## What needs to be done
The whole listing below is to be repeated without alteration.

Top of Dataset content

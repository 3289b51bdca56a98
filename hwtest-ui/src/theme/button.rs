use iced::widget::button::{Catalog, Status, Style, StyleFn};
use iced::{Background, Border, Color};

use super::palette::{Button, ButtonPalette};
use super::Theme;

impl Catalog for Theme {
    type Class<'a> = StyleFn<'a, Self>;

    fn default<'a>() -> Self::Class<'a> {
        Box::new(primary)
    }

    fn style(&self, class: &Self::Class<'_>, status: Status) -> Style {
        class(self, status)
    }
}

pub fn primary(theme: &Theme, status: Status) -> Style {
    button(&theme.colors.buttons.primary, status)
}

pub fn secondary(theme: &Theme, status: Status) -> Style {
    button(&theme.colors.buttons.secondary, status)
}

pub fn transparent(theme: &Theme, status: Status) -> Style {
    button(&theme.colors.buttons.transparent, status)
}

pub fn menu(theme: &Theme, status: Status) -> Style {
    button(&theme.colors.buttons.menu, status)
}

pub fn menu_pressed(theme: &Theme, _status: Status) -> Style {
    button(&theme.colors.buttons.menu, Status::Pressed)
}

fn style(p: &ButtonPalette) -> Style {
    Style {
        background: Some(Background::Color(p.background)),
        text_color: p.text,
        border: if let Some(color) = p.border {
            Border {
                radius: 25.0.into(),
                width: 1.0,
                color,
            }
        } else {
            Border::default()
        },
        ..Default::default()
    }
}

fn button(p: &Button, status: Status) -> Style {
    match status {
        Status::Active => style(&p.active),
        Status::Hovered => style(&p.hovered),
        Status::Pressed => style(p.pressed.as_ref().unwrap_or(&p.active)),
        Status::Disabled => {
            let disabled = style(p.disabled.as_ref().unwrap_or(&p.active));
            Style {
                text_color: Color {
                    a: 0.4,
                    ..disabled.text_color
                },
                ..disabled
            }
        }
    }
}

Bottom of Dataset content

## Output of the task
repository 3289b51bdca56a98
filename hwtest-ui/src/theme/button.rs
use iced::widget::button::{Catalog, Status, Style, StyleFn};
use iced::{Background, Border, Color};

use super::palette::{Button, ButtonPalette};
use super::Theme;

impl Catalog for Theme {
    type Class<'a> = StyleFn<'a, Self>;

    fn default<'a>() -> Self::Class<'a> {
        Box::new(primary)
    }

    fn style(&self, class: &Self::Class<'_>, status: Status) -> Style {
        class(self, status)
    }
}

pub fn primary(theme: &Theme, status: Status) -> Style {
    button(&theme.colors.buttons.primary, status)
}

pub fn secondary(theme: &Theme, status: Status) -> Style {
    button(&theme.colors.buttons.secondary, status)
}

pub fn transparent(theme: &Theme, status: Status) -> Style {
    button(&theme.colors.buttons.transparent, status)
}

pub fn menu(theme: &Theme, status: Status) -> Style {
    button(&theme.colors.buttons.menu, status)
}

pub fn menu_pressed(theme: &Theme, _status: Status) -> Style {
    button(&theme.colors.buttons.menu, Status::Pressed)
}

fn style(p: &ButtonPalette) -> Style {
    Style {
        background: Some(Background::Color(p.background)),
        text_color: p.text,
        border: if let Some(color) = p.border {
            Border {
                radius: 25.0.into(),
                width: 1.0,
                color,
            }
        } else {
            Border::default()
        },
        ..Default::default()
    }
}

fn button(p: &Button, status: Status) -> Style {
    match status {
        Status::Active => style(&p.active),
        Status::Hovered => style(&p.hovered),
        Status::Pressed => style(p.pressed.as_ref().unwrap_or(&p.active)),
        Status::Disabled => {
            let disabled = style(p.disabled.as_ref().unwrap_or(&p.active));
            Style {
                text_color: Color {
                    a: 0.4,
                    ..disabled.text_color
                },
                ..disabled
            }
        }
    }
}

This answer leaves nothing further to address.